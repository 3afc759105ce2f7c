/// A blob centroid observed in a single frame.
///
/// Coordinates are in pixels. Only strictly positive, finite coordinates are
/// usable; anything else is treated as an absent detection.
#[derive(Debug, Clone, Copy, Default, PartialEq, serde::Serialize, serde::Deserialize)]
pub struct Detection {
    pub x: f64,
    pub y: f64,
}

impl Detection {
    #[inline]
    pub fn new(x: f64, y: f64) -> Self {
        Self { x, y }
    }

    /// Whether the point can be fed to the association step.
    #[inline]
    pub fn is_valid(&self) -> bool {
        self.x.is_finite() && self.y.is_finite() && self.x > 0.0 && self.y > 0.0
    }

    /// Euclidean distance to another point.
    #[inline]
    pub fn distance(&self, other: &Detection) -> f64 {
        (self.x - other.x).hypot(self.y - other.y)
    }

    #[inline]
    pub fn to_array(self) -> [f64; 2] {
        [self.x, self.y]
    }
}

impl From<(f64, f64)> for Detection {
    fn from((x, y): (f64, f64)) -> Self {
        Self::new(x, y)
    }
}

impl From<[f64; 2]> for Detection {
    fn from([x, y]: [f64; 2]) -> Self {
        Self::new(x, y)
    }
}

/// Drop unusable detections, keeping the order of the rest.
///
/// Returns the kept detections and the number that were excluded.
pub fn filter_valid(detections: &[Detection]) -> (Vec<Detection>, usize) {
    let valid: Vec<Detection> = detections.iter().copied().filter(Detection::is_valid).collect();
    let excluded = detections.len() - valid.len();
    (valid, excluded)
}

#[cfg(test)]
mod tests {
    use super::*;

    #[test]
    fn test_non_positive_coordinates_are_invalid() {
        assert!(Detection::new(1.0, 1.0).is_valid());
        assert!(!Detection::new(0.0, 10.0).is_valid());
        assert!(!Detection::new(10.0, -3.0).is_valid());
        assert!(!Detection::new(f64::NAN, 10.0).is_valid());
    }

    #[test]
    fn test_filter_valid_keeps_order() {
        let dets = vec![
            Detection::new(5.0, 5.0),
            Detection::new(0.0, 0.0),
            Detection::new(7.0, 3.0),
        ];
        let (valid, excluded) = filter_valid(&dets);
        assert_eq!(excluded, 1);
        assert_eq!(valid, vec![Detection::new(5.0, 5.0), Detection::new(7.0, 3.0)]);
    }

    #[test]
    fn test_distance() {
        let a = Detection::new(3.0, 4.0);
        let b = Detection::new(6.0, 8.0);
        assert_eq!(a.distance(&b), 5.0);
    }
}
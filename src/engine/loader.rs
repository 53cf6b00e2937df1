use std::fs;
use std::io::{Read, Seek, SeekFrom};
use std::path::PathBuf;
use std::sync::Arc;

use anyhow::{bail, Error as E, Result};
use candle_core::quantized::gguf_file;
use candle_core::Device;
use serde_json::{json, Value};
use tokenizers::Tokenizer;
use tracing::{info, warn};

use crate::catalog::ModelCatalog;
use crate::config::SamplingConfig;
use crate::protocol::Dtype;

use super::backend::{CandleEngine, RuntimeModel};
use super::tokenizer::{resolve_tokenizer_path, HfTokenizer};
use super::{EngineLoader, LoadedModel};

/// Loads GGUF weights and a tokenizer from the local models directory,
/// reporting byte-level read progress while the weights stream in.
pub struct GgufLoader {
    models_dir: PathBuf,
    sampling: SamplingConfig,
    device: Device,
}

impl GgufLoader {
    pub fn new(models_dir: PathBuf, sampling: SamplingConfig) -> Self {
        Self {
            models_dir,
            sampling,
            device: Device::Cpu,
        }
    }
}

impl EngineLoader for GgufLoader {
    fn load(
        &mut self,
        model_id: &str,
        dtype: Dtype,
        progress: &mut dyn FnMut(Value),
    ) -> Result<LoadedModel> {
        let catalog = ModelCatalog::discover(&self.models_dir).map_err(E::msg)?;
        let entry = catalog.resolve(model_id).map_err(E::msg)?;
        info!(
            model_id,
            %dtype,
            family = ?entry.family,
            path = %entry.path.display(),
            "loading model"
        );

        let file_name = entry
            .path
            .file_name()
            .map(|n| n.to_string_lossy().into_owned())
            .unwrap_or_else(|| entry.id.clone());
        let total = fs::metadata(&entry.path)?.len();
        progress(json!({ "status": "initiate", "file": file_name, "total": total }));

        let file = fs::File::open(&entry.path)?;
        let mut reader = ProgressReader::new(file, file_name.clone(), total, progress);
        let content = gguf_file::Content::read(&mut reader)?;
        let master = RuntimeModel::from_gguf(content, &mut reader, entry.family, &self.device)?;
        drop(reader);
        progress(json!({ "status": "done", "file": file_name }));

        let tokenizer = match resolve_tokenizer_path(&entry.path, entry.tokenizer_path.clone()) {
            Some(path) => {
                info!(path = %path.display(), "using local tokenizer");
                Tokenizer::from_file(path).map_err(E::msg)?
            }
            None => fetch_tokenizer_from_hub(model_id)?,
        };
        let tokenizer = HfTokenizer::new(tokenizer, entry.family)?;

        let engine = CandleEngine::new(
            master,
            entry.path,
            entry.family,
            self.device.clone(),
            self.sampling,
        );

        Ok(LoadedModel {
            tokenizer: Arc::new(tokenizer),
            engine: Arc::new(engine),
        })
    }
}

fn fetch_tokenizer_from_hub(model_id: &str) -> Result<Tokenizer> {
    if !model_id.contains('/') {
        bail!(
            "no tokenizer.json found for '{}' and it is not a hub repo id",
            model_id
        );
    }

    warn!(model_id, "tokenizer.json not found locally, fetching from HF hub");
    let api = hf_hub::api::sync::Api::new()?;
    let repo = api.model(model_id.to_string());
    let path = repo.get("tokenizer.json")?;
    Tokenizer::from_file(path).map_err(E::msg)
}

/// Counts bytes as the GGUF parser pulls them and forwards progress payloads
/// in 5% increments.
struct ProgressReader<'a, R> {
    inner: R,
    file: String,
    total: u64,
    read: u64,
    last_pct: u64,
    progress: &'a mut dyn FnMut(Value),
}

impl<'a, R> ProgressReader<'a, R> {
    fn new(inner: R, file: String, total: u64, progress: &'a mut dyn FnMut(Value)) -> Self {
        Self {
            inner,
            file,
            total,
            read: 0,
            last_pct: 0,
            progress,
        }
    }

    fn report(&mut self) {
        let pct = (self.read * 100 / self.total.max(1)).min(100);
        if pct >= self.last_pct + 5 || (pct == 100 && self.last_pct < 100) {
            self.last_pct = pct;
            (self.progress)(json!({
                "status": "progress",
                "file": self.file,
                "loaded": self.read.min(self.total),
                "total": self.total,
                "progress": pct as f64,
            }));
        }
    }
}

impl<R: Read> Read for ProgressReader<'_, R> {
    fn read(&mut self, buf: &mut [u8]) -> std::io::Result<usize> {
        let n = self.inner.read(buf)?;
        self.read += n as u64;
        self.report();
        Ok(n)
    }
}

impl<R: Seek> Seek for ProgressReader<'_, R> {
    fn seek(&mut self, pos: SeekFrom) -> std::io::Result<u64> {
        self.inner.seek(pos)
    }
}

━━━━━━━━

Required action → Repeat the material word for word from its opening line up to and including the line containing "an absent detection.".

Answer to this task →
repository 3afc759105ce2f7c
/// A blob centroid observed in a single frame.
///
/// Coordinates are in pixels. Only strictly positive, finite coordinates are
/// usable; anything else is treated as an absent detection.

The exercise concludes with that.